Solemnity of the Immaculate Conception of the Blessed Mary
Gospel (Europe, Africa, New Zealand, Australia & Canada)
Luke 1:26-38
'I am the handmaid of the Lord'
The angel Gabriel was sent by God to a town in Galilee called Nazareth, to a virgin betrothed to a man named Joseph, of the House of David; and the virgin’s name was Mary. He went in and said to her, ‘Rejoice, so highly favoured! The Lord is with you.’ She was deeply disturbed by these words and asked herself what this greeting could mean, but the angel said to her, ‘Mary, do not be afraid; you have won God’s favour. Listen! You are to conceive and bear a son, and you must name him Jesus. He will be great and will be called Son of the Most High. The Lord God will give him the throne of his ancestor David; he will rule over the House of Jacob for ever and his reign will have no end.’ Mary said to the angel, ‘But how can this come about, since I am a virgin?’ ‘The Holy Spirit will come upon you’ the angel answered ‘and the power of the Most High will cover you with its shadow. And so the child will be holy and will be called Son of God. Know this too: your kinswoman Elizabeth has, in her old age, herself conceived a son, and she whom people called barren is now in her sixth month, for nothing is impossible to God.’ ‘I am the handmaid of the Lord,’ said Mary ‘let what you have said be done to me.’ And the angel left her.
Gospel (USA)
Luke 1:26–38
Hail, full of grace! The Lord is with you.

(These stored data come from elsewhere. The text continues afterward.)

//! Connector registry: configs from a JSON file or from the environment.
//!
//! # JSON file
//! Either a bare array of connector objects or `{"connectors": [...]}`.
//!
//! # Environment scheme
//! `ENABLED_CONNECTORS=weather,news` enumerates names; each connector is
//! then described by `CONNECTOR_<NAME>_TYPE`, `CONNECTOR_<NAME>_OUTPUT_STREAM`,
//! `CONNECTOR_<NAME>_POLL_INTERVAL_MS`, `CONNECTOR_<NAME>_REQUEST_TIMEOUT_MS`,
//! `CONNECTOR_<NAME>_MAX_RETRIES`, `CONNECTOR_<NAME>_LEASE_TTL_SECONDS`, and
//! `CONNECTOR_<NAME>_CONFIG` (provider config as inline JSON). `<NAME>` is
//! the name uppercased with `-` mapped to `_`.
//!
//! # `${VAR}` substitution
//! Every string value (from either source) has `${VAR}` spans replaced
//! with the named environment variable; unset variables substitute empty.

use serde::{Deserialize, Serialize};
use serde_json::Value;
use std::path::Path;

fn default_enabled() -> bool {
    true
}
fn default_poll_interval_ms() -> u64 {
    60_000
}
fn default_request_timeout_ms() -> u64 {
    10_000
}
fn default_max_retries() -> u32 {
    3
}
fn default_lease_ttl_seconds() -> u64 {
    60
}

/// Per-connector publish retry schedule override.
#[derive(Debug, Clone, PartialEq, Eq, Serialize, Deserialize)]
pub struct ConnectorRetryConfig {
    pub attempts: u32,
    pub base_delay_ms: u64,
}

/// One connector registration.
#[derive(Debug, Clone, PartialEq, Serialize, Deserialize)]
pub struct ConnectorConfig {
    pub name: String,
    #[serde(rename = "type")]
    pub connector_type: String,
    #[serde(default = "default_enabled")]
    pub enabled: bool,
    #[serde(default = "default_poll_interval_ms")]
    pub poll_interval_ms: u64,
    #[serde(default = "default_request_timeout_ms")]
    pub request_timeout_ms: u64,
    #[serde(default = "default_max_retries")]
    pub max_retries: u32,
    /// Defaults to `raw-input-signals` when absent.
    #[serde(default, skip_serializing_if = "Option::is_none")]
    pub output_stream: Option<String>,
    #[serde(default = "default_lease_ttl_seconds")]
    pub lease_ttl_seconds: u64,
    #[serde(default, skip_serializing_if = "Option::is_none")]
    pub retry: Option<ConnectorRetryConfig>,
    #[serde(default)]
    pub provider_config: Value,
}

impl ConnectorConfig {
    pub fn output_stream(&self) -> &str {
        self.output_stream
            .as_deref()
            .unwrap_or(sr_types::streams::RAW_INPUT_SIGNALS)
    }
}

#[derive(Debug, thiserror::Error)]
pub enum RegistryError {
    #[error("cannot read registry file '{path}': {source}")]
    Io {
        path: String,
        source: std::io::Error,
    },
    #[error("registry parse error: {0}")]
    Parse(String),
    #[error("connector '{name}' is missing {field}")]
    MissingField { name: String, field: String },
}

/// Load the registry from a JSON file, applying `${VAR}` substitution.
pub fn load_from_file(path: &Path) -> Result<Vec<ConnectorConfig>, RegistryError> {
    let raw = std::fs::read_to_string(path).map_err(|source| RegistryError::Io {
        path: path.display().to_string(),
        source,
    })?;
    let mut value: Value =
        serde_json::from_str(&raw).map_err(|e| RegistryError::Parse(e.to_string()))?;
    substitute_env(&mut value);

    let entries = match value {
        Value::Array(entries) => entries,
        Value::Object(mut obj) => match obj.remove("connectors") {
            Some(Value::Array(entries)) => entries,
            _ => {
                return Err(RegistryError::Parse(
                    "expected an array or {\"connectors\": [...]}".to_owned(),
                ))
            }
        },
        _ => {
            return Err(RegistryError::Parse(
                "expected an array or {\"connectors\": [...]}".to_owned(),
            ))
        }
    };

    entries
        .into_iter()
        .map(|entry| {
            serde_json::from_value(entry).map_err(|e| RegistryError::Parse(e.to_string()))
        })
        .collect()
}

/// Load the registry from `ENABLED_CONNECTORS` + `CONNECTOR_<NAME>_*`.
pub fn load_from_env() -> Result<Vec<ConnectorConfig>, RegistryError> {
    let enabled = std::env::var("ENABLED_CONNECTORS").unwrap_or_default();
    let mut configs = Vec::new();
    for name in enabled.split(',').map(str::trim).filter(|n| !n.is_empty()) {
        configs.push(config_from_env(name)?);
    }
    Ok(configs)
}

fn config_from_env(name: &str) -> Result<ConnectorConfig, RegistryError> {
    let prefix = format!(
        "CONNECTOR_{}_",
        name.to_ascii_uppercase().replace('-', "_")
    );
    let var = |suffix: &str| std::env::var(format!("{}{}", prefix, suffix)).ok();

    let connector_type = var("TYPE").ok_or_else(|| RegistryError::MissingField {
        name: name.to_owned(),
        field: format!("{}TYPE", prefix),
    })?;

    let provider_config = match var("CONFIG") {
        Some(raw) => {
            let mut value: Value = serde_json::from_str(&raw).map_err(|e| {
                RegistryError::Parse(format!("{}CONFIG: {}", prefix, e))
            })?;
            substitute_env(&mut value);
            value
        }
        None => Value::Null,
    };

    Ok(ConnectorConfig {
        name: name.to_owned(),
        connector_type: substitute_env_str(&connector_type),
        enabled: var("ENABLED").map_or(true, |v| v != "false" && v != "0"),
        poll_interval_ms: var("POLL_INTERVAL_MS")
            .and_then(|v| v.parse().ok())
            .unwrap_or_else(default_poll_interval_ms),
        request_timeout_ms: var("REQUEST_TIMEOUT_MS")
            .and_then(|v| v.parse().ok())
            .unwrap_or_else(default_request_timeout_ms),
        max_retries: var("MAX_RETRIES")
            .and_then(|v| v.parse().ok())
            .unwrap_or_else(default_max_retries),
        output_stream: var("OUTPUT_STREAM").map(|v| substitute_env_str(&v)),
        lease_ttl_seconds: var("LEASE_TTL_SECONDS")
            .and_then(|v| v.parse().ok())
            .unwrap_or_else(default_lease_ttl_seconds),
        retry: None,
        provider_config,
    })
}

/// Replace `${VAR}` spans in every string value, recursively.
pub fn substitute_env(value: &mut Value) {
    match value {
        Value::String(s) => *s = substitute_env_str(s),
        Value::Array(items) => items.iter_mut().for_each(substitute_env),
        Value::Object(map) => map.values_mut().for_each(substitute_env),
        _ => {}
    }
}

fn substitute_env_str(input: &str) -> String {
    let mut out = String::with_capacity(input.len());
    let mut rest = input;
    while let Some(start) = rest.find("${") {
        out.push_str(&rest[..start]);
        let after = &rest[start + 2..];
        match after.find('}') {
            Some(end) => {
                let var_name = &after[..end];
                out.push_str(&std::env::var(var_name).unwrap_or_default());
                rest = &after[end + 1..];
            }
            None => {
                // Unterminated span: keep it literal.
                out.push_str(&rest[start..]);
                return out;
            }
        }
    }
    out.push_str(rest);
    out
}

The angel Gabriel was sent from God to a town of Galilee called Nazareth, to a virgin betrothed to a man named Joseph, of the house of David, and the virgin’s name was Mary. And coming to her, he said, “Hail, full of grace! The Lord is with you.” But she was greatly troubled at what was said and pondered what sort of greeting this might be. Then the angel said to her, “Do not be afraid, Mary, for you have found favor with God. Behold, you will conceive in your womb and bear a son, and you shall name him Jesus. He will be great and will be called Son of the Most High, and the Lord God will give him the throne of David his father, and he will rule over the house of Jacob forever, and of his Kingdom there will be no end.” But Mary said to the angel, “How can this be, since I have no relations with a man?” And the angel said to her in reply, “The Holy Spirit will come upon you, and the power of the Most High will overshadow you. Therefore the child to be born will be called holy, the Son of God. And behold, Elizabeth, your relative, has also conceived a son in her old age, and this is the sixth month for her who was called barren; for nothing will be impossible for God.” Mary said, “Behold, I am the handmaid of the Lord. May it be done to me according to your word.” Then the angel departed from her.
Reflections (6)
(i) Solemnity of the Immaculate Conception of the Blessed Mary
The scene in today’s gospel reading is very beautifully depicted in one of our stained glass windows in the sanctuary and also on the front of the altar below the stained glass. The annunciation of the angel Gabriel to Mary is one of those gospel scenes that has inspired artists down the centuries, stained glass artists, painters, carvers. Somehow they sensed the significance of this event in God’s dealings with humanity. This was the moment when God needed Mary’s consent to become the mother of his Son. God had chosen Mary for this hugely significant role. A great deal would depend on how Mary responded to this choice that God was making of her. God chose her out of all the women in history, this young teenage woman from a small village in the hill country of Judea during the reign of the Roman Emperor Augustus. God’s choice of this one woman was a wonderful privilege for her but would also make great demands on her. At that moment, the whole human race desperately needed her to say ‘yes’ to God’s choice and God’s call. The gospel reading speaks of Mary as being ‘deeply disturbed’ by this visitation from God and full of questions, and, yet, in the end she lived up to humanity’s expectations, surrendering wholeheartedly to God’s choice of her, God’s call on her, ‘I am the handmaid of the Lord, let what you have said be done to me’. She said ‘Yes’ to God, on all our behalf, for all our sakes. It was through Mary of Nazareth that we would receive the gift of Jesus from God.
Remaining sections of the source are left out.